▸ EXERCISE DESCRIPTION:
The answer must be every line from the entries below that contains "origins".

▸ PROVIDED ENTRIES:
==========

// SPDX-FileCopyrightText: 2025-2026 RAprogramm <andrey.rozanov.vl@gmail.com>
// SPDX-License-Identifier: MIT

#![doc = include_str!("../README.md")]
#![cfg_attr(docsrs, feature(doc_cfg))]
#![warn(
    missing_docs,
    rustdoc::missing_crate_level_docs,
    rustdoc::broken_intra_doc_links,
    rust_2018_idioms
)]
#![deny(unsafe_code)]

//! # Pipeline
//!
//! ```text
//! Declaration ──extract──► RawEntity ──build──► EntityModel
//!                                                   │
//!                         EntityGraph ◄─────────────┘
//!                              │
//!                 validate ──► resolve ──► synthesize ──► EmitUnit ──render──► tokens
//! ```
//!
//! Each stage is all-or-nothing for the whole run: diagnostics are gathered
//! per stage and the run stops before the next stage when any exist.
//!
//! | Stage | Module | Failure |
//! |-------|--------|---------|
//! | extract | [`extract`] | `NotADataRecord`, `MalformedAttribute` |
//! | build | [`build`] | per-entity rules |
//! | graph | [`graph`] | duplicate entities or tables |
//! | validate | [`validate`] | cross-entity rules |
//! | resolve | [`resolve`] | `UnresolvedColumnType` (internal) |
//! | synthesize | [`synth`] | `UnresolvedColumnType` (internal) |
//! | render | [`render`] | infallible |

pub mod build;
pub mod emit;
pub mod error;
pub mod extract;
pub mod graph;
pub mod model;
pub mod render;
pub mod resolve;
pub mod synth;
pub mod types;
pub mod validate;

use std::path::PathBuf;

use convert_case::{Case, Casing};
use proc_macro2::TokenStream;
use syn::Ident;
use tracing::debug;

pub use crate::{
    emit::Builder,
    error::{DeclarationHandle, Diagnostic, Error, ErrorKind, combine},
    extract::{Declaration, ENTITY_ATTRIBUTE, FIELD_ATTRIBUTES, entity_input, is_entity},
    graph::EntityGraph,
    render::{Renderer, RustRenderer},
    synth::EmitUnit
};

/// Rendered output of one entity.
#[derive(Debug, Clone)]
pub struct Output {
    /// Entity type.
    pub entity:    Ident,
    /// File name for the emission sink, `<snake entity>.rs`.
    pub file_name: String,
    /// Declaration file the entity came from.
    pub origin:    Option<PathBuf>,
    /// Rendered tokens.
    pub tokens:    TokenStream
}

/// Build and validate the graph of `declarations`.
///
/// # Errors
///
/// Every diagnostic of the first failing stage.
pub fn analyze(declarations: &[Declaration]) -> Result<EntityGraph, Vec<Diagnostic>> {
    let mut diagnostics = Vec::new();
    let mut raw = Vec::with_capacity(declarations.len());
    for declaration in declarations {
        match extract::extract(declaration) {
            Ok(entity) => raw.push(entity),
            Err(errors) => diagnostics.extend(errors)
        }
    }

    let mut models = Vec::with_capacity(raw.len());
    for entity in &raw {
        match build::build_entity(entity) {
            Ok(model) => models.push(model),
            Err(errors) => diagnostics.extend(errors)
        }
    }
    if !diagnostics.is_empty() {
        return Err(diagnostics);
    }
    debug!(entities = models.len(), "entities built");

    let graph = EntityGraph::new(models)?;
    validate::validate(&graph)?;
    debug!(entities = graph.len(), "graph validated");
    Ok(graph)
}

/// Synthesize the emit units of `declarations`.
///
/// # Errors
///
/// Every diagnostic of the first failing stage.
pub fn synthesize(declarations: &[Declaration]) -> Result<Vec<EmitUnit>, Vec<Diagnostic>> {
    let graph = analyze(declarations)?;
    let types = resolve::resolve(&graph)?;
    debug!(columns = types.len(), "column types resolved");
    let units = synth::synthesize(&graph, &types)?;
    debug!(units = units.len(), "units synthesized");
    Ok(units)
}

/// Run the whole pipeline and render every entity.
///
/// # Errors
///
/// Every diagnostic of the first failing stage; nothing is rendered then.
pub fn generate<R>(declarations: &[Declaration], renderer: &R) -> Result<Vec<Output>, Vec<Diagnostic>>
where
    R: Renderer<Output = TokenStream>
{
    let origins: Vec<(String, Option<PathBuf>)> = declarations
        .iter()
        .map(|declaration| (declaration.input.ident.to_string(), declaration.origin.clone()))
        .collect();

    let units = synthesize(declarations)?;
    Ok(units
        .iter()
        .map(|unit| {
            let name = unit.entity.to_string();
            let origin = origins
                .iter()
                .find(|(entity, _)| *entity == name)
                .and_then(|(_, origin)| origin.clone());
            Output {
                entity: unit.entity.clone(),
                file_name: format!("{}.rs", name.to_case(Case::Snake)),
                origin,
                tokens: renderer.render(unit)
            }
        })
        .collect())
}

==========

▸ SOLUTION TO THIS TASK:
    let origins: Vec<(String, Option<PathBuf>)> = declarations
            let origin = origins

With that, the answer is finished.